_About this task_
Emit all the data exactly as provided.

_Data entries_
- Opening Delimiter -
//! # Exploration Sampler
//!
//! Random actions and positions within the legal bounds of the arm, used to
//! perturb or reset the arm for exploration-driven learning.

// ---------------------------------------------------------------------------
// IMPORTS
// ---------------------------------------------------------------------------

use rand::{rngs::StdRng, Rng, SeedableRng};

use crate::arm_ctrl::{
    ArmCtrlError, ArmState, Delta, JointAction, JointAngle, JointLimits, SymbolicAction,
};

// ---------------------------------------------------------------------------
// DATA STRUCTURES
// ---------------------------------------------------------------------------

/// Draws random actions and states.
pub struct Explorer<R> {
    rng: R,

    /// Random deltas are drawn from `[-step_limit, step_limit)`.
    ///
    /// Units: degrees
    step_limit: Delta,
}

// ---------------------------------------------------------------------------
// IMPLEMENTATIONS
// ---------------------------------------------------------------------------

impl Explorer<StdRng> {
    /// Create a reproducible explorer from a seed.
    pub fn from_seed(seed: u64, step_limit: Delta) -> Result<Self, ArmCtrlError> {
        Self::new(StdRng::seed_from_u64(seed), step_limit)
    }
}

impl<R: Rng> Explorer<R> {
    pub fn new(rng: R, step_limit: Delta) -> Result<Self, ArmCtrlError> {
        if step_limit <= 0 {
            return Err(ArmCtrlError::InvalidStepLimit(step_limit));
        }

        Ok(Self { rng, step_limit })
    }

    pub fn step_limit(&self) -> Delta {
        self.step_limit
    }

    /// Draw every joint's delta independently and uniformly from
    /// `[-step_limit, step_limit)`.
    pub fn choose_random_action<const N: usize>(&mut self) -> JointAction<N> {
        let mut deltas = [0; N];

        for d in deltas.iter_mut() {
            *d = self.rng.gen_range(-self.step_limit..self.step_limit);
        }

        JointAction::new(deltas)
    }

    /// Draw one of the two-joint arm's symbolic actions uniformly.
    pub fn choose_random_symbolic_action(&mut self) -> SymbolicAction {
        SymbolicAction::ALL[self.rng.gen_range(0..SymbolicAction::ALL.len())]
    }

    /// Draw every joint's angle independently and uniformly from
    /// `[min, max)`. A joint whose range is a single angle gets that angle.
    pub fn choose_random_state<A: JointAngle, const N: usize>(
        &mut self,
        limits: &JointLimits<A, N>,
    ) -> ArmState<A, N> {
        let mut angles = [A::default(); N];

        for (i, angle) in angles.iter_mut().enumerate() {
            let min = Into::<i64>::into(limits.min(i));
            let max = Into::<i64>::into(limits.max(i));

            *angle = if min < max {
                A::from_i64(self.rng.gen_range(min..max)).unwrap_or_else(|| limits.min(i))
            }
            else {
                limits.min(i)
            };
        }

        ArmState::from_angles(angles)
    }
}
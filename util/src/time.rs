//! General time utility functions

use chrono;

/// Number of nanoseconds in a second
pub const NANOS_PER_SECOND: i64 = 1_000_000_000;

/// Convert a duration into a number of seconds, or `None` if overflow
pub fn duration_to_seconds(duration: chrono::Duration) -> Option<f64> {
    duration
        .num_nanoseconds()
        .map(|ns| ns as f64 / NANOS_PER_SECOND as f64)
}

/// Convert a std duration into whole milliseconds, saturating on overflow.
pub fn std_duration_to_millis(duration: std::time::Duration) -> u64 {
    let ms = duration.as_millis();
    if ms > u64::MAX as u128 {
        u64::MAX
    } else {
        ms as u64
    }
}

#[cfg(test)]
mod test {
    use super::*;

    #[test]
    fn test_duration_to_seconds() {
        assert_eq!(
            duration_to_seconds(chrono::Duration::milliseconds(1500)),
            Some(1.5)
        );
        assert_eq!(
            std_duration_to_millis(std::time::Duration::from_micros(2500)),
            2
        );
    }
}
- Closing Delimiter -
_Expected answer_
//! # Exploration Sampler
//!
//! Random actions and positions within the legal bounds of the arm, used to
//! perturb or reset the arm for exploration-driven learning.

// ---------------------------------------------------------------------------
// IMPORTS
// ---------------------------------------------------------------------------

use rand::{rngs::StdRng, Rng, SeedableRng};

use crate::arm_ctrl::{
    ArmCtrlError, ArmState, Delta, JointAction, JointAngle, JointLimits, SymbolicAction,
};

// ---------------------------------------------------------------------------
// DATA STRUCTURES
// ---------------------------------------------------------------------------

/// Draws random actions and states.
pub struct Explorer<R> {
    rng: R,

    /// Random deltas are drawn from `[-step_limit, step_limit)`.
    ///
    /// Units: degrees
    step_limit: Delta,
}

// ---------------------------------------------------------------------------
// IMPLEMENTATIONS
// ---------------------------------------------------------------------------

impl Explorer<StdRng> {
    /// Create a reproducible explorer from a seed.
    pub fn from_seed(seed: u64, step_limit: Delta) -> Result<Self, ArmCtrlError> {
        Self::new(StdRng::seed_from_u64(seed), step_limit)
    }
}

impl<R: Rng> Explorer<R> {
    pub fn new(rng: R, step_limit: Delta) -> Result<Self, ArmCtrlError> {
        if step_limit <= 0 {
            return Err(ArmCtrlError::InvalidStepLimit(step_limit));
        }

        Ok(Self { rng, step_limit })
    }

    pub fn step_limit(&self) -> Delta {
        self.step_limit
    }

    /// Draw every joint's delta independently and uniformly from
    /// `[-step_limit, step_limit)`.
    pub fn choose_random_action<const N: usize>(&mut self) -> JointAction<N> {
        let mut deltas = [0; N];

        for d in deltas.iter_mut() {
            *d = self.rng.gen_range(-self.step_limit..self.step_limit);
        }

        JointAction::new(deltas)
    }

    /// Draw one of the two-joint arm's symbolic actions uniformly.
    pub fn choose_random_symbolic_action(&mut self) -> SymbolicAction {
        SymbolicAction::ALL[self.rng.gen_range(0..SymbolicAction::ALL.len())]
    }

    /// Draw every joint's angle independently and uniformly from
    /// `[min, max)`. A joint whose range is a single angle gets that angle.
    pub fn choose_random_state<A: JointAngle, const N: usize>(
        &mut self,
        limits: &JointLimits<A, N>,
    ) -> ArmState<A, N> {
        let mut angles = [A::default(); N];

        for (i, angle) in angles.iter_mut().enumerate() {
            let min = Into::<i64>::into(limits.min(i));
            let max = Into::<i64>::into(limits.max(i));

            *angle = if min < max {
                A::from_i64(self.rng.gen_range(min..max)).unwrap_or_else(|| limits.min(i))
            }
            else {
                limits.min(i)
            };
        }

        ArmState::from_angles(angles)
    }
}
filename util/src/time.rs
//! General time utility functions

use chrono;

/// Number of nanoseconds in a second
pub const NANOS_PER_SECOND: i64 = 1_000_000_000;

/// Convert a duration into a number of seconds, or `None` if overflow
pub fn duration_to_seconds(duration: chrono::Duration) -> Option<f64> {
    duration
        .num_nanoseconds()
        .map(|ns| ns as f64 / NANOS_PER_SECOND as f64)
}

/// Convert a std duration into whole milliseconds, saturating on overflow.
pub fn std_duration_to_millis(duration: std::time::Duration) -> u64 {
    let ms = duration.as_millis();
    if ms > u64::MAX as u128 {
        u64::MAX
    } else {
        ms as u64
    }
}

#[cfg(test)]
mod test {
    use super::*;

    #[test]
    fn test_duration_to_seconds() {
        assert_eq!(
            duration_to_seconds(chrono::Duration::milliseconds(1500)),
            Some(1.5)
        );
        assert_eq!(
            std_duration_to_millis(std::time::Duration::from_micros(2500)),
            2
        );
    }
}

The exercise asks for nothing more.